District Court grants summary judgment. In June 2009, the district court granted the defendants’ motion for summary judgment. The court first dismissed Marshall's racial discrimination claim on grounds that she did not assert it her in Charge of Discrimination with the Equal Employment Opportunity Commission ("EEOC"), nor did she address it in her response to the motion for summary judgment. Turning to her gender discrimination claim, the court found that Marshall failed to make out a prima facie case of disparate treatment because she did not establish that other similarly situated male employees were treated more favorably. The court concluded that the lack of fair notice prejudiced the defendants, as evidenced by the absence of any questions about retaliation during Marshall's deposition. Finally, the court determined that her "speech" in disseminating photographs on her MySpace page was not entitled to First Amendment protection.

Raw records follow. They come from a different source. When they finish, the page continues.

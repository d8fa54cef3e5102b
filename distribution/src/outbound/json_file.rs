//! Exposure store kept as a JSON array in a single file.
//!
//! The file lives at a configured UTF-8 path. A missing file is an empty
//! store. Saves rewrite the whole file atomically with the new batch
//! appended, and are serialised within the process.

use std::collections::HashMap;
use std::io;
use std::sync::{Mutex, PoisonError};

use async_trait::async_trait;
use camino::{Utf8Path, Utf8PathBuf};
use cap_std::{ambient_authority, fs::Dir};
use synthetic_exposures::{ExposureRecord, RegionCode};
use thiserror::Error;

use super::atomic_io::write_atomic;
use crate::domain::ports::{ExposureQuery, ExposureQueryError, ExposureStore, ExposureStoreError};

/// Errors raised while reading or writing the JSON store file.
#[derive(Debug, Error)]
pub enum JsonFileStoreError {
    /// The configured path does not name a file.
    #[error("store path {path} must name a file")]
    InvalidPath {
        /// Configured store path.
        path: Utf8PathBuf,
    },
    /// The store file or its directory could not be accessed.
    #[error("failed to access store at {path}: {source}")]
    Io {
        /// Configured store path.
        path: Utf8PathBuf,
        /// Underlying I/O error.
        #[source]
        source: io::Error,
    },
    /// The store file does not hold a JSON array of records.
    #[error("store at {path} is not valid exposure JSON: {source}")]
    Malformed {
        /// Configured store path.
        path: Utf8PathBuf,
        /// Underlying decode error.
        #[source]
        source: serde_json::Error,
    },
    /// The records could not be encoded.
    #[error("failed to encode exposures for {path}: {source}")]
    Encode {
        /// Configured store path.
        path: Utf8PathBuf,
        /// Underlying encode error.
        #[source]
        source: serde_json::Error,
    },
}

impl From<JsonFileStoreError> for ExposureQueryError {
    fn from(error: JsonFileStoreError) -> Self {
        match error {
            JsonFileStoreError::InvalidPath { .. } | JsonFileStoreError::Io { .. } => {
                Self::connection(error.to_string())
            }
            JsonFileStoreError::Malformed { .. } | JsonFileStoreError::Encode { .. } => {
                Self::query(error.to_string())
            }
        }
    }
}

impl From<JsonFileStoreError> for ExposureStoreError {
    fn from(error: JsonFileStoreError) -> Self {
        match error {
            JsonFileStoreError::InvalidPath { .. } => Self::connection(error.to_string()),
            JsonFileStoreError::Io { .. }
            | JsonFileStoreError::Malformed { .. }
            | JsonFileStoreError::Encode { .. } => Self::write(error.to_string()),
        }
    }
}

/// File-backed adapter implementing both exposure ports.
#[derive(Debug)]
pub struct JsonFileExposureRepository {
    path: Utf8PathBuf,
    write_lock: Mutex<()>,
}

impl JsonFileExposureRepository {
    /// Create an adapter for the store file at `path`.
    #[must_use]
    pub fn new(path: impl Into<Utf8PathBuf>) -> Self {
        Self {
            path: path.into(),
            write_lock: Mutex::new(()),
        }
    }

    /// Read every stored record.
    ///
    /// # Errors
    ///
    /// Returns [`JsonFileStoreError`] if the file exists but cannot be read
    /// or decoded.
    pub fn load_all(&self) -> Result<Vec<ExposureRecord>, JsonFileStoreError> {
        let (dir, file_name) = self.open_parent()?;
        let payload = match dir.read(file_name) {
            Ok(payload) => payload,
            Err(err) if err.kind() == io::ErrorKind::NotFound => return Ok(Vec::new()),
            Err(source) => return Err(self.io_error(source)),
        };
        serde_json::from_slice(&payload).map_err(|source| JsonFileStoreError::Malformed {
            path: self.path.clone(),
            source,
        })
    }

    fn append(&self, records: Vec<ExposureRecord>) -> Result<(), JsonFileStoreError> {
        let _guard = self
            .write_lock
            .lock()
            .unwrap_or_else(PoisonError::into_inner);
        let mut stored = self.load_all()?;
        stored.extend(records);
        let payload =
            serde_json::to_vec_pretty(&stored).map_err(|source| JsonFileStoreError::Encode {
                path: self.path.clone(),
                source,
            })?;
        let (dir, file_name) = self.open_parent()?;
        write_atomic(&dir, file_name, &payload).map_err(|source| self.io_error(source))
    }

    fn open_parent(&self) -> Result<(Dir, &str), JsonFileStoreError> {
        let file_name = self
            .path
            .file_name()
            .ok_or_else(|| JsonFileStoreError::InvalidPath {
                path: self.path.clone(),
            })?;
        let parent = self
            .path
            .parent()
            .filter(|parent| !parent.as_str().is_empty())
            .unwrap_or_else(|| Utf8Path::new("."));
        let dir = Dir::open_ambient_dir(parent, ambient_authority())
            .map_err(|source| self.io_error(source))?;
        Ok((dir, file_name))
    }

    fn io_error(&self, source: io::Error) -> JsonFileStoreError {
        JsonFileStoreError::Io {
            path: self.path.clone(),
            source,
        }
    }
}

#[async_trait]
impl ExposureQuery for JsonFileExposureRepository {
    async fn fetch_existing(
        &self,
        regions: &[RegionCode],
    ) -> Result<HashMap<RegionCode, Vec<ExposureRecord>>, ExposureQueryError> {
        let stored = self.load_all()?;
        Ok(regions
            .iter()
            .map(|&region| {
                let visible = stored
                    .iter()
                    .filter(|record| record.is_visible_in(region))
                    .cloned()
                    .collect();
                (region, visible)
            })
            .collect())
    }
}

#[async_trait]
impl ExposureStore for JsonFileExposureRepository {
    async fn save(&self, records: Vec<ExposureRecord>) -> Result<(), ExposureStoreError> {
        if records.is_empty() {
            return Ok(());
        }
        self.append(records)?;
        Ok(())
    }
}
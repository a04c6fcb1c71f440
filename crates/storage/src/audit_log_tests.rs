// SPDX-License-Identifier: BUSL-1.1
// Copyright (c) 2026 Alfred Jean LLC

use super::*;
use chrono::Utc;
use seal_core::{AccountId, Actor, EnvelopeId, ResourceRef};

fn entry(action: &str) -> AuditEntry {
    AuditEntry::new(
        AccountId::new("acct-1"),
        Actor::System,
        action,
        ResourceRef::Envelope { id: EnvelopeId::new("env-1") },
        Utc::now(),
    )
}

#[test]
fn append_assigns_sequence() {
    let dir = tempfile::tempdir().unwrap();
    let mut log = AuditLog::open(dir.path().join("audit.jsonl")).unwrap();

    assert_eq!(log.append(entry("envelope.create")).unwrap().sequence, 1);
    assert_eq!(log.append(entry("envelope.send")).unwrap().sequence, 2);

    let all = log.read_all().unwrap();
    assert_eq!(all.len(), 2);
    assert_eq!(all[1].action, "envelope.send");
}

#[test]
fn sequence_restored_on_reopen() {
    let dir = tempfile::tempdir().unwrap();
    let path = dir.path().join("audit.jsonl");
    {
        let mut log = AuditLog::open(path.clone()).unwrap();
        log.append(entry("envelope.create")).unwrap();
        log.append(entry("envelope.send")).unwrap();
    }

    let mut log = AuditLog::open(path).unwrap();
    assert_eq!(log.current_sequence(), 2);
    assert_eq!(log.append(entry("envelope.void")).unwrap().sequence, 3);
    assert_eq!(log.after(2).unwrap().len(), 1);
}

#[test]
fn missing_file_reads_empty() {
    let dir = tempfile::tempdir().unwrap();
    let log = AuditLog::open(dir.path().join("none.jsonl")).unwrap();
    assert!(log.read_all().unwrap().is_empty());
}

11th Circuit affirms. In a split opinion, the appeals panel agreed with the district judge, finding that the plaintiff’s pleading defects, her inability to prove that male firefighters were treated differently, and the fact that her firing was for something more than merely posting on Facebook, combined to justify summary disposition of her claims.
Marshall v. Mayor and Alderman of City of Savannah, Georgia, 2010 WL 537852 (U.S. Ct. App., 11th Cir., Feb. 17, 2010).

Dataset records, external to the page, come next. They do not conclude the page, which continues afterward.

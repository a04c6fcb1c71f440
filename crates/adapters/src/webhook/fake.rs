// SPDX-License-Identifier: BUSL-1.1
// Copyright (c) 2026 Alfred Jean LLC

//! Fake webhook adapter for testing
#![cfg_attr(coverage_nightly, coverage(off))]

use super::{WebhookAdapter, WebhookError, WebhookRequest, WebhookResponse};
use async_trait::async_trait;
use std::collections::{HashMap, HashSet, VecDeque};
use std::sync::{Arc, Mutex};
use std::time::Duration;

/// Recorded webhook call
#[derive(Debug, Clone)]
pub struct WebhookCall {
    pub request: WebhookRequest,
    pub result: Result<WebhookResponse, WebhookError>,
}

impl WebhookCall {
    /// Decoded JSON body
    pub fn json(&self) -> serde_json::Value {
        serde_json::from_slice(&self.request.body).unwrap_or(serde_json::Value::Null)
    }
}

#[derive(Default)]
struct FakeState {
    calls: Vec<WebhookCall>,
    scripted: HashMap<String, VecDeque<Result<WebhookResponse, WebhookError>>>,
    down: HashSet<String>,
    delay: Option<Duration>,
}

/// Fake webhook adapter for testing
///
/// Answers 200 unless a URL is marked down or has scripted responses queued.
#[derive(Clone, Default)]
pub struct FakeWebhookAdapter {
    inner: Arc<Mutex<FakeState>>,
}

impl FakeWebhookAdapter {
    pub fn new() -> Self {
        Self::default()
    }

    /// Get all recorded calls
    pub fn calls(&self) -> Vec<WebhookCall> {
        self.inner
            .lock()
            .unwrap_or_else(|e| e.into_inner())
            .calls
            .clone()
    }

    pub fn calls_to(&self, url: &str) -> Vec<WebhookCall> {
        self.calls()
            .into_iter()
            .filter(|c| c.request.url == url)
            .collect()
    }

    /// Every call to this URL fails with a connection error until restored
    pub fn set_down(&self, url: &str) {
        let mut inner = self.inner.lock().unwrap_or_else(|e| e.into_inner());
        inner.down.insert(url.to_string());
    }

    pub fn set_up(&self, url: &str) {
        let mut inner = self.inner.lock().unwrap_or_else(|e| e.into_inner());
        inner.down.remove(url);
    }

    /// Queue a one-shot response for the next call to this URL
    pub fn push_response(&self, url: &str, result: Result<WebhookResponse, WebhookError>) {
        let mut inner = self.inner.lock().unwrap_or_else(|e| e.into_inner());
        inner
            .scripted
            .entry(url.to_string())
            .or_default()
            .push_back(result);
    }

    /// Sleep before answering, for exercising timeouts
    pub fn set_delay(&self, delay: Duration) {
        let mut inner = self.inner.lock().unwrap_or_else(|e| e.into_inner());
        inner.delay = Some(delay);
    }
}

#[async_trait]
impl WebhookAdapter for FakeWebhookAdapter {
    async fn post(&self, request: &WebhookRequest) -> Result<WebhookResponse, WebhookError> {
        let delay = self.inner.lock().unwrap_or_else(|e| e.into_inner()).delay;
        if let Some(delay) = delay {
            tokio::time::sleep(delay).await;
        }

        let mut inner = self.inner.lock().unwrap_or_else(|e| e.into_inner());
        let result = if let Some(result) = inner
            .scripted
            .get_mut(&request.url)
            .and_then(|queue| queue.pop_front())
        {
            result
        } else if inner.down.contains(&request.url) {
            Err(WebhookError::Transport("connection refused".to_string()))
        } else {
            Ok(WebhookResponse { status: 200 })
        };

        inner.calls.push(WebhookCall {
            request: request.clone(),
            result: result.clone(),
        });
        result
    }
}

#[cfg(test)]
#[path = "fake_tests.rs"]
mod tests;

Whither social networking in the workplace?
Employer interest in workers’ social-networking activities is something of a subset of the broader category of employer intrusion into their employees’ away-from-work activities more generally. Courts have struggled with this issue for decades and some states have enacted so-called “Life-Style” laws, aimed at discouraging corporations from involving themselves in individuals’ outside activities. Results have been mixed. For instance, anti-nepotism rules generally pass judicial muster, since the potential for favoritism is obvious. On the other, if an employee elects to get drunk in the privacy of his own home, and this doesn’t impact his job performance, his tippling would seem to be nobody else’s business.

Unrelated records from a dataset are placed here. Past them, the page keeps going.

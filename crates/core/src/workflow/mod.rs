// SPDX-License-Identifier: BUSL-1.1
// Copyright (c) 2026 Alfred Jean LLC

//! Workflow scheduler: ordered post-send steps with delayed activation

mod state;
mod step;

pub use state::{Workflow, WorkflowStatus};
pub use step::{StepCompletion, StepStatus, Trigger, WorkflowStep};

With regard to social networking, the fact that a site can be made available to tens of millions of potential readers --- and even a “private” page probably can be hacked by a determined intruder --- posing particular potential for employer embarrassment and even legal liability, depending upon what the employee chooses to post. Nonetheless, in the absence of actual third party complaints, some interested observers suggest analogizing this issue to the U.S. military’s “don’t ask, don’t tell” treatment of sexual orientation. Comments a Harvard Law School student on the Citizen Media Law Project website,
The trend of password querying was scary enough when it was limited to public employment. Now that it has spread to the private sector, I am at orange alert. The time has come for a blanket prohibition on employer mandated disclosure of cyber identities. If we allow the practice, the boss will always have the power to pressure employees to volunteer for a head-spinning cyber possession/debriefing. When it comes to private passwords at the work place, it should be “Don’t Ask, Don’t Tell.”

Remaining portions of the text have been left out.